ANG v. COMPANIA MARITIMA
(G.R. No. L-30805 | 26 December 1984)
FACTS
Petitioner: Domingo Ang
Respondent: Compania Maritima; Maritime Company of the Philippines; C.L. Diokno

Petitioner, as the assignee of a bill of lading held by Yau Yue Commercial Bank of Hongkong, sued respondents, alleging that Yau Yue agreed to sell
to one Herminio Teves 559 packages of galvanized steel. The merchandise was loaded in MS Luzon (owned by defendants) to be transported from
Japan to Manila. He alleged that defendants authorized the delivery of the cargo to Teves who obtained delivery from the Bureau of Customs without
the surrender of the bill of lading and in violation of the terms thereof. Defendants filed a motion to dismiss on the ground of lack of cause of action.

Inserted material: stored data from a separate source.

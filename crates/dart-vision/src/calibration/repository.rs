//! Durable storage for calibration rows.

use super::error::StorageError;
use super::record::CalibrationRow;
use std::collections::BTreeMap;
use std::fs;
use std::path::{Path, PathBuf};
use std::sync::Mutex;

/// Load/save contract for calibration rows.
pub trait CalibrationRepository: Send + Sync {
    fn load_all(&self) -> Result<Vec<CalibrationRow>, StorageError>;
    /// Insert or replace the row for `row.camera_id`.
    fn save(&self, row: &CalibrationRow) -> Result<(), StorageError>;
    fn delete(&self, camera_id: u32) -> Result<(), StorageError>;
}

/// All rows in one pretty-printed JSON array.
///
/// Writes go to a sibling temporary file which then replaces the target, so
/// a crash mid-write leaves the previous file intact.
#[derive(Clone, Debug)]
pub struct JsonFileRepository {
    path: PathBuf,
}

impl JsonFileRepository {
    pub fn new(path: impl Into<PathBuf>) -> Self {
        Self { path: path.into() }
    }

    pub fn path(&self) -> &Path {
        &self.path
    }

    fn read_rows(&self) -> Result<BTreeMap<u32, CalibrationRow>, StorageError> {
        let raw = match fs::read_to_string(&self.path) {
            Ok(raw) => raw,
            Err(e) if e.kind() == std::io::ErrorKind::NotFound => return Ok(BTreeMap::new()),
            Err(e) => return Err(e.into()),
        };
        if raw.trim().is_empty() {
            return Ok(BTreeMap::new());
        }
        let rows: Vec<CalibrationRow> = serde_json::from_str(&raw)?;
        Ok(rows.into_iter().map(|r| (r.camera_id, r)).collect())
    }

    fn write_rows(&self, rows: &BTreeMap<u32, CalibrationRow>) -> Result<(), StorageError> {
        if let Some(parent) = self.path.parent().filter(|p| !p.as_os_str().is_empty()) {
            fs::create_dir_all(parent)?;
        }
        let rows: Vec<&CalibrationRow> = rows.values().collect();
        let json = serde_json::to_string_pretty(&rows)?;

        let mut tmp = self.path.clone().into_os_string();
        tmp.push(".tmp");
        fs::write(&tmp, json)?;
        fs::rename(&tmp, &self.path)?;
        Ok(())
    }
}

impl CalibrationRepository for JsonFileRepository {
    fn load_all(&self) -> Result<Vec<CalibrationRow>, StorageError> {
        Ok(self.read_rows()?.into_values().collect())
    }

    fn save(&self, row: &CalibrationRow) -> Result<(), StorageError> {
        let mut rows = self.read_rows()?;
        rows.insert(row.camera_id, row.clone());
        self.write_rows(&rows)
    }

    fn delete(&self, camera_id: u32) -> Result<(), StorageError> {
        let mut rows = self.read_rows()?;
        if rows.remove(&camera_id).is_some() {
            self.write_rows(&rows)?;
        }
        Ok(())
    }
}

/// Process-local repository, for tests and ephemeral sessions.
#[derive(Debug, Default)]
pub struct InMemoryRepository {
    rows: Mutex<BTreeMap<u32, CalibrationRow>>,
}

impl InMemoryRepository {
    pub fn new() -> Self {
        Self::default()
    }

    fn rows(&self) -> std::sync::MutexGuard<'_, BTreeMap<u32, CalibrationRow>> {
        self.rows.lock().unwrap_or_else(|poisoned| poisoned.into_inner())
    }
}

impl CalibrationRepository for InMemoryRepository {
    fn load_all(&self) -> Result<Vec<CalibrationRow>, StorageError> {
        Ok(self.rows().values().cloned().collect())
    }

    fn save(&self, row: &CalibrationRow) -> Result<(), StorageError> {
        self.rows().insert(row.camera_id, row.clone());
        Ok(())
    }

    fn delete(&self, camera_id: u32) -> Result<(), StorageError> {
        self.rows().remove(&camera_id);
        Ok(())
    }
}

#[cfg(test)]
mod tests {
    use super::*;
    use chrono::{TimeZone, Utc};

    fn row(camera_id: u32) -> CalibrationRow {
        CalibrationRow {
            camera_id,
            center_x: 320,
            center_y: 240,
            radius: 180.5,
            transform_matrix: [1.0, 0.0, 80.0, 0.0, 1.0, 160.0, 0.0, 0.0, 1.0],
            calibrated_at: Utc.with_ymd_and_hms(2024, 5, 1, 12, 0, 0).unwrap(),
        }
    }

    #[test]
    fn missing_file_loads_empty() {
        let dir = tempfile::tempdir().unwrap();
        let repo = JsonFileRepository::new(dir.path().join("nope.json"));
        assert!(repo.load_all().unwrap().is_empty());
    }

    #[test]
    fn json_file_upserts_and_deletes() {
        let dir = tempfile::tempdir().unwrap();
        let path = dir.path().join("nested").join("calibration.json");
        let repo = JsonFileRepository::new(&path);

        repo.save(&row(2)).unwrap();
        repo.save(&row(0)).unwrap();
        let mut replaced = row(2);
        replaced.radius = 200.0;
        repo.save(&replaced).unwrap();

        let rows = repo.load_all().unwrap();
        assert_eq!(rows.len(), 2);
        assert_eq!(rows[0].camera_id, 0);
        assert_eq!(rows[1], replaced);

        repo.delete(0).unwrap();
        repo.delete(7).unwrap();
        let rows = JsonFileRepository::new(&path).load_all().unwrap();
        assert_eq!(rows, vec![replaced]);
    }

    #[test]
    fn persisted_layout_uses_camel_case_keys() {
        let dir = tempfile::tempdir().unwrap();
        let path = dir.path().join("calibration.json");
        JsonFileRepository::new(&path).save(&row(1)).unwrap();

        let raw = std::fs::read_to_string(&path).unwrap();
        for key in [
            "cameraId",
            "centerX",
            "centerY",
            "radius",
            "transformMatrix",
            "calibratedAt",
        ] {
            assert!(raw.contains(key), "missing {key} in {raw}");
        }
    }

    #[test]
    fn corrupt_file_is_an_error() {
        let dir = tempfile::tempdir().unwrap();
        let path = dir.path().join("calibration.json");
        std::fs::write(&path, "{not json").unwrap();
        assert!(matches!(
            JsonFileRepository::new(&path).load_all(),
            Err(StorageError::Json(_))
        ));
    }

    #[test]
    fn in_memory_round_trip() {
        let repo = InMemoryRepository::new();
        repo.save(&row(3)).unwrap();
        assert_eq!(repo.load_all().unwrap(), vec![row(3)]);
        repo.delete(3).unwrap();
        assert!(repo.load_all().unwrap().is_empty());
    }
}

Trial court dismissed the complaint on grounds of lack of cause of action and prescription, since the action was filed beyond the 1-year period provided
in COGSA.
ISSUE
W/N COGSA is applicable in this case – NO
ROSALES, M.K. (2-S 2019-2020)
RULING
In the American Steamship Agencies cases, it was held that the action of Ang is based on misdelivery of the cargo which should be distinguished
from loss thereof. The one-year period provided for in section 3 (6) of the Carriage of Goods by Sea Act refers to loss of the cargo. What is applicable
is the four-year period of prescription for quasi-delicts prescribed in article 1146 (2) of the Civil Code or ten years for violation of a written contract as
provided for in article 1144 (1) of the same Code. As Ang filed the action less than three years from the date of the alleged misdelivery of the cargo, it
has not yet prescribed. Ang, as indorsee of the bill of lading, is a real party in interest with a cause of action for damages.
DOCTRINE
The one-year period provided for in section 3 (6) of the Carriage of Goods by Sea Act refers to loss of the cargo, not misdelivery.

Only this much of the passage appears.